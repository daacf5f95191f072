use tether_core::{CacheError, CoreError, StorageError};
use thiserror::Error;

pub type Result<T> = std::result::Result<T, ResolverError>;

/// Errors surfaced to the boundary layer.
///
/// `InvalidArgument`, `Conflict` and `Overflow` are caller errors and are
/// never retried. Adapter faults are carried unchanged in `Storage` and
/// `Cache`; retry policy belongs to the caller.
#[derive(Debug, Clone, Error)]
pub enum ResolverError {
    #[error("invalid argument: {0}")]
    InvalidArgument(String),
    #[error("conflict: {0}")]
    Conflict(String),
    #[error("overflow: {0}")]
    Overflow(String),
    #[error("storage error: {0}")]
    Storage(#[from] StorageError),
    #[error("cache error: {0}")]
    Cache(#[from] CacheError),
}

impl From<CoreError> for ResolverError {
    fn from(value: CoreError) -> Self {
        match value {
            CoreError::InvalidArgument(message) => Self::InvalidArgument(message),
            CoreError::Overflow(message) => Self::Overflow(message),
        }
    }
}
use crate::config::ResolverConfig;
use crate::counter::HitRecorder;
use crate::error::Result;
use serde::de::DeserializeOwned;
use std::sync::Arc;
use tether_core::{CacheError, KvCache, LinkStore, ShortCode, ShortLink, SystemStats};
use tracing::{debug, trace, warn};

pub const LINK_KEY_PREFIX: &str = "shortlink:";
pub const ACCESS_COUNT_KEY_PREFIX: &str = "access_count:";
pub const STATS_KEY: &str = "stats:system";
pub const HOT_LINKS_KEY_PREFIX: &str = "hotlinks:";
/// Bumped to evict every cached hot-link list at once; lists are keyed by
/// the generation they were computed in.
pub const HOT_LINKS_GENERATION_KEY: &str = "hotlinks:generation";

pub fn link_key(code: &str) -> String {
    format!("{LINK_KEY_PREFIX}{code}")
}

pub fn access_count_key(code: &str) -> String {
    format!("{ACCESS_COUNT_KEY_PREFIX}{code}")
}

pub fn hot_links_key(generation: i64, min_access_count: i64) -> String {
    format!("{HOT_LINKS_KEY_PREFIX}{generation}:{min_access_count}")
}

/// Cache-aside read path over a [`LinkStore`].
///
/// Link records are cached under `shortlink:<code>` as JSON with a jittered
/// TTL, so entries primed together do not expire together. Misses are not
/// cached. A store-path resolution writes its hit to the store directly; a
/// cache hit hands it to the [`HitRecorder`] and returns without waiting.
pub struct CachedResolver<S, C> {
    store: Arc<S>,
    cache: Arc<C>,
    hits: HitRecorder,
    config: Arc<ResolverConfig>,
}

impl<S, C> Clone for CachedResolver<S, C> {
    fn clone(&self) -> Self {
        Self {
            store: Arc::clone(&self.store),
            cache: Arc::clone(&self.cache),
            hits: self.hits.clone(),
            config: Arc::clone(&self.config),
        }
    }
}

impl<S: LinkStore, C: KvCache> CachedResolver<S, C> {
    pub fn new(store: Arc<S>, cache: Arc<C>, hits: HitRecorder, config: Arc<ResolverConfig>) -> Self {
        Self {
            store,
            cache,
            hits,
            config,
        }
    }

    /// Resolves `code` to its target address and records the access.
    ///
    /// Returns `Ok(None)` for blank, malformed or unknown codes.
    pub async fn resolve(&self, code: &str) -> Result<Option<String>> {
        let code = code.trim();
        if !ShortCode::is_well_formed(code) {
            trace!(code, "Rejecting malformed short code");
            return Ok(None);
        }

        let key = link_key(code);
        if let Some(link) = self.cached::<ShortLink>(&key).await? {
            trace!(code, "Resolved short code from cache");
            self.hits.record(code);
            return Ok(Some(link.target_address));
        }

        let Some(mut link) = self.store.find_by_code(code).await? else {
            trace!(code, "Short code not found");
            return Ok(None);
        };

        if let Some(count) = self.store.add_access_count(code, 1).await? {
            link.access_count = count;
        }
        self.prime(&link).await?;
        debug!(code, "Resolved short code from store");

        Ok(Some(link.target_address))
    }

    /// Writes `link` to the cache with a fresh jittered TTL.
    pub async fn prime(&self, link: &ShortLink) -> Result<()> {
        let bytes = serde_json::to_vec(link)
            .map_err(|e| CacheError::Serialization(format!("failed to encode link: {e}")))?;
        let ttl = self.config.jittered_ttl();
        self.cache
            .set_with_ttl(&link_key(link.code.as_str()), &bytes, ttl)
            .await?;
        Ok(())
    }

    /// Drops the cached record for `code`.
    pub async fn invalidate(&self, code: &str) -> Result<()> {
        self.cache.del(&link_key(code.trim())).await?;
        trace!(code, "Invalidated cached short link");
        Ok(())
    }

    /// Drops the cached aggregate statistics.
    pub async fn invalidate_stats(&self) -> Result<()> {
        self.cache.del(STATS_KEY).await?;
        Ok(())
    }

    /// Returns the aggregate statistics, cached for `stats_ttl`.
    pub async fn get_system_stats(&self) -> Result<SystemStats> {
        if let Some(stats) = self.cached::<SystemStats>(STATS_KEY).await? {
            return Ok(stats);
        }

        let stats = SystemStats {
            total_links: self.store.count().await?,
            total_access: self.store.sum_access_count().await?,
            custom_aliases: self.store.count_custom_aliases().await?,
        };

        let bytes = serde_json::to_vec(&stats)
            .map_err(|e| CacheError::Serialization(format!("failed to encode stats: {e}")))?;
        self.cache
            .set_with_ttl(STATS_KEY, &bytes, self.config.stats_ttl)
            .await?;
        debug!(?stats, "Computed system statistics");

        Ok(stats)
    }

    /// Returns links accessed more than the threshold, most accessed first,
    /// cached for `hot_links_ttl`.
    ///
    /// A missing or negative `min_access_count` uses the configured default.
    pub async fn get_hot_links(&self, min_access_count: Option<i64>) -> Result<Vec<ShortLink>> {
        let threshold = self.config.hot_link_threshold(min_access_count);
        let key = hot_links_key(self.hot_links_generation().await?, threshold);

        if let Some(links) = self.cached::<Vec<ShortLink>>(&key).await? {
            trace!(threshold, "Hot links served from cache");
            return Ok(links);
        }

        let links = self.store.find_hot_links(threshold).await?;
        let bytes = serde_json::to_vec(&links)
            .map_err(|e| CacheError::Serialization(format!("failed to encode hot links: {e}")))?;
        self.cache
            .set_with_ttl(&key, &bytes, self.config.hot_links_ttl)
            .await?;
        debug!(threshold, count = links.len(), "Computed hot links");

        Ok(links)
    }

    /// Drops every cached hot-link list.
    pub async fn invalidate_hot_links(&self) -> Result<()> {
        let generation = self.cache.incr(HOT_LINKS_GENERATION_KEY).await?;
        trace!(generation, "Invalidated cached hot links");
        Ok(())
    }

    async fn hot_links_generation(&self) -> Result<i64> {
        let Some(bytes) = self.cache.get(HOT_LINKS_GENERATION_KEY).await? else {
            return Ok(0);
        };
        std::str::from_utf8(&bytes)
            .ok()
            .and_then(|value| value.parse().ok())
            .ok_or_else(|| {
                CacheError::InvalidData(format!("'{HOT_LINKS_GENERATION_KEY}' is not an integer"))
                    .into()
            })
    }

    /// Returns `true` if no link uses `code`.
    ///
    /// Malformed codes are never available. A cached record counts as taken
    /// without consulting the store.
    pub async fn is_available(&self, code: &str) -> Result<bool> {
        let code = code.trim();
        if !ShortCode::is_well_formed(code) {
            return Ok(false);
        }
        if self.cache.exists(&link_key(code)).await? {
            return Ok(false);
        }
        Ok(!self.store.exists_by_code(code).await?)
    }

    /// Reads and decodes a cached JSON value. An entry that no longer
    /// decodes is deleted and reported as a miss.
    async fn cached<T: DeserializeOwned>(&self, key: &str) -> Result<Option<T>> {
        let Some(bytes) = self.cache.get(key).await? else {
            return Ok(None);
        };

        match serde_json::from_slice(&bytes) {
            Ok(value) => Ok(Some(value)),
            Err(e) => {
                warn!(key, error = %e, "Discarding undecodable cache entry");
                self.cache.del(key).await?;
                Ok(None)
            }
        }
    }
}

________

■ ASSIGNMENT
Reproduce exactly, and with no other material, the lines between those holding "let Some(mut link)" and "if let Some(count)", inclusive.

■ YOUR RESPONSE
        let Some(mut link) = self.store.find_by_code(code).await? else {
            trace!(code, "Short code not found");
            return Ok(None);
        };

        if let Some(count) = self.store.add_access_count(code, 1).await? {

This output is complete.